▼

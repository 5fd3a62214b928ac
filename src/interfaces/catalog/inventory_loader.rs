use crate::domain::inventory::Inventory;
use crate::domain::item::Item;
use crate::domain::selection::Selection;
use crate::error::LoadError;
use crate::infrastructure::resources::ResourceLocator;
use rust_decimal::Decimal;
use rust_decimal::prelude::FromPrimitive;
use std::fs::File;
use std::io::{BufReader, Cursor, Read};
use std::str::FromStr;
use tracing::{debug, warn};

/// Serialization formats a catalog resource may use, chosen by resource type.
#[derive(Debug, Clone, Copy, PartialEq, Eq)]
pub enum CatalogFormat {
    /// XML or binary property list.
    Plist,
    Json,
}

impl FromStr for CatalogFormat {
    type Err = LoadError;

    fn from_str(s: &str) -> Result<Self, Self::Err> {
        match s.to_ascii_lowercase().as_str() {
            "plist" => Ok(CatalogFormat::Plist),
            "json" => Ok(CatalogFormat::Json),
            _ => Err(LoadError::UnsupportedFormat(s.to_string())),
        }
    }
}

/// What to do with a catalog entry the loader can't accept.
#[derive(Debug, Clone, Copy, PartialEq, Eq)]
pub enum EntryPolicy {
    /// Drop the entry and keep loading.
    Skip,
    /// Fail the whole load.
    Reject,
}

#[derive(Debug, Clone, Copy, PartialEq, Eq)]
pub struct LoaderOptions {
    /// Entries whose `price` or `quantity` is missing or invalid.
    pub malformed_entry: EntryPolicy,
    /// Entries whose key names no selection.
    pub unknown_selection: EntryPolicy,
    /// Entries whose selection an earlier key already stocked, e.g. both
    /// `dietSoda` and `diet-soda`.
    pub duplicate_selection: EntryPolicy,
}

impl Default for LoaderOptions {
    fn default() -> Self {
        Self {
            malformed_entry: EntryPolicy::Skip,
            unknown_selection: EntryPolicy::Reject,
            duplicate_selection: EntryPolicy::Reject,
        }
    }
}

impl LoaderOptions {
    /// Rejects anything that isn't a well-formed, known entry.
    pub fn strict() -> Self {
        Self {
            malformed_entry: EntryPolicy::Reject,
            unknown_selection: EntryPolicy::Reject,
            duplicate_selection: EntryPolicy::Reject,
        }
    }
}

#[derive(Debug, Clone, Copy)]
enum RawNumber {
    Integer(i128),
    Real(f64),
}

/// A catalog entry before validation. `None` fields were absent or not numbers.
#[derive(Debug, Default)]
struct RawRecord {
    price: Option<RawNumber>,
    quantity: Option<RawNumber>,
}

/// Builds an `Inventory` from a catalog resource.
///
/// The loader is only consulted at startup; once the machine is built it
/// owns its inventory.
#[derive(Debug, Clone)]
pub struct InventoryLoader {
    locator: ResourceLocator,
    options: LoaderOptions,
}

impl InventoryLoader {
    pub fn new(locator: ResourceLocator) -> Self {
        Self {
            locator,
            options: LoaderOptions::default(),
        }
    }

    pub fn with_options(mut self, options: LoaderOptions) -> Self {
        self.options = options;
        self
    }

    /// Resolves `<name>.<kind>` under the resource root and loads it.
    pub fn load(&self, name: &str, kind: &str) -> Result<Inventory, LoadError> {
        let format: CatalogFormat = kind.parse()?;
        let path = self.locator.resolve(name, kind)?;
        debug!(path = %path.display(), "loading inventory");
        let file = File::open(&path)?;
        self.from_reader(BufReader::new(file), format)
    }

    /// Loads an inventory from an already-open source.
    pub fn from_reader<R: Read>(
        &self,
        mut source: R,
        format: CatalogFormat,
    ) -> Result<Inventory, LoadError> {
        let mut bytes = Vec::new();
        source.read_to_end(&mut bytes)?;

        let raw = match format {
            CatalogFormat::Plist => plist_records(&bytes)?,
            CatalogFormat::Json => json_records(&bytes)?,
        };

        let mut inventory = Inventory::new();
        for (key, record) in raw {
            let selection = match key.parse::<Selection>() {
                Ok(selection) => selection,
                Err(_) => match self.options.unknown_selection {
                    EntryPolicy::Reject => return Err(LoadError::UnknownSelection(key)),
                    EntryPolicy::Skip => {
                        warn!(key = %key, "skipping unknown selection");
                        continue;
                    }
                },
            };

            if inventory.contains(selection) {
                match self.options.duplicate_selection {
                    EntryPolicy::Reject => {
                        return Err(LoadError::DuplicateSelection { key, selection });
                    }
                    EntryPolicy::Skip => {
                        warn!(key = %key, selection = %selection, "skipping duplicate selection");
                        continue;
                    }
                }
            }

            let item = record
                .ok_or_else(|| "entry is not a dictionary".to_string())
                .and_then(validate);
            match item {
                Ok(item) => {
                    inventory.insert(selection, item);
                }
                Err(reason) => match self.options.malformed_entry {
                    EntryPolicy::Reject => return Err(LoadError::MalformedEntry { key, reason }),
                    EntryPolicy::Skip => {
                        warn!(key = %key, reason = %reason, "skipping malformed entry");
                    }
                },
            }
        }

        debug!(items = inventory.len(), "inventory loaded");
        Ok(inventory)
    }
}

fn validate(record: RawRecord) -> Result<Item, String> {
    let price = match record.price {
        Some(RawNumber::Integer(n)) => Decimal::from_i128(n),
        Some(RawNumber::Real(f)) if f.is_finite() => Decimal::from_f64(f),
        Some(RawNumber::Real(_)) => None,
        None => return Err("missing price".to_string()),
    }
    .ok_or_else(|| "price is not representable".to_string())?;

    let quantity = match record.quantity {
        Some(RawNumber::Integer(n)) => {
            u32::try_from(n).map_err(|_| format!("quantity {n} is out of range"))?
        }
        Some(RawNumber::Real(_)) => return Err("quantity is not an integer".to_string()),
        None => return Err("missing quantity".to_string()),
    };

    Item::new(price, quantity).ok_or_else(|| format!("price {price} is negative"))
}

fn plist_records(bytes: &[u8]) -> Result<Vec<(String, Option<RawRecord>)>, LoadError> {
    let root = plist::Value::from_reader(Cursor::new(bytes))?;
    let dict = root
        .into_dictionary()
        .ok_or_else(|| LoadError::MalformedContent("root is not a dictionary".to_string()))?;

    let number = |value: Option<&plist::Value>| -> Option<RawNumber> {
        let value = value?;
        if let Some(n) = value.as_signed_integer() {
            Some(RawNumber::Integer(n.into()))
        } else if let Some(n) = value.as_unsigned_integer() {
            Some(RawNumber::Integer(n.into()))
        } else {
            value.as_real().map(RawNumber::Real)
        }
    };

    Ok(dict
        .into_iter()
        .map(|(key, value)| {
            let record = value.as_dictionary().map(|fields| RawRecord {
                price: number(fields.get("price")),
                quantity: number(fields.get("quantity")),
            });
            (key, record)
        })
        .collect())
}

fn json_records(bytes: &[u8]) -> Result<Vec<(String, Option<RawRecord>)>, LoadError> {
    let root: serde_json::Value = serde_json::from_slice(bytes)?;
    let serde_json::Value::Object(map) = root else {
        return Err(LoadError::MalformedContent("root is not an object".to_string()));
    };

    let number = |value: Option<&serde_json::Value>| -> Option<RawNumber> {
        let value = value?;
        if let Some(n) = value.as_i64() {
            Some(RawNumber::Integer(n.into()))
        } else if let Some(n) = value.as_u64() {
            Some(RawNumber::Integer(n.into()))
        } else {
            value.as_f64().map(RawNumber::Real)
        }
    };

    Ok(map
        .into_iter()
        .map(|(key, value)| {
            let record = value.as_object().map(|fields| RawRecord {
                price: number(fields.get("price")),
                quantity: number(fields.get("quantity")),
            });
            (key, record)
        })
        .collect())
}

▲

Copy every line of the data above, beginning with the first and ending with the line that contains "fn from_str(s: &str)", and give nothing more.

# YOUR SOLUTION
repository 5fd3a62214b928ac
filename src/interfaces/catalog/inventory_loader.rs
use crate::domain::inventory::Inventory;
use crate::domain::item::Item;
use crate::domain::selection::Selection;
use crate::error::LoadError;
use crate::infrastructure::resources::ResourceLocator;
use rust_decimal::Decimal;
use rust_decimal::prelude::FromPrimitive;
use std::fs::File;
use std::io::{BufReader, Cursor, Read};
use std::str::FromStr;
use tracing::{debug, warn};

/// Serialization formats a catalog resource may use, chosen by resource type.
#[derive(Debug, Clone, Copy, PartialEq, Eq)]
pub enum CatalogFormat {
    /// XML or binary property list.
    Plist,
    Json,
}

impl FromStr for CatalogFormat {
    type Err = LoadError;

    fn from_str(s: &str) -> Result<Self, Self::Err> {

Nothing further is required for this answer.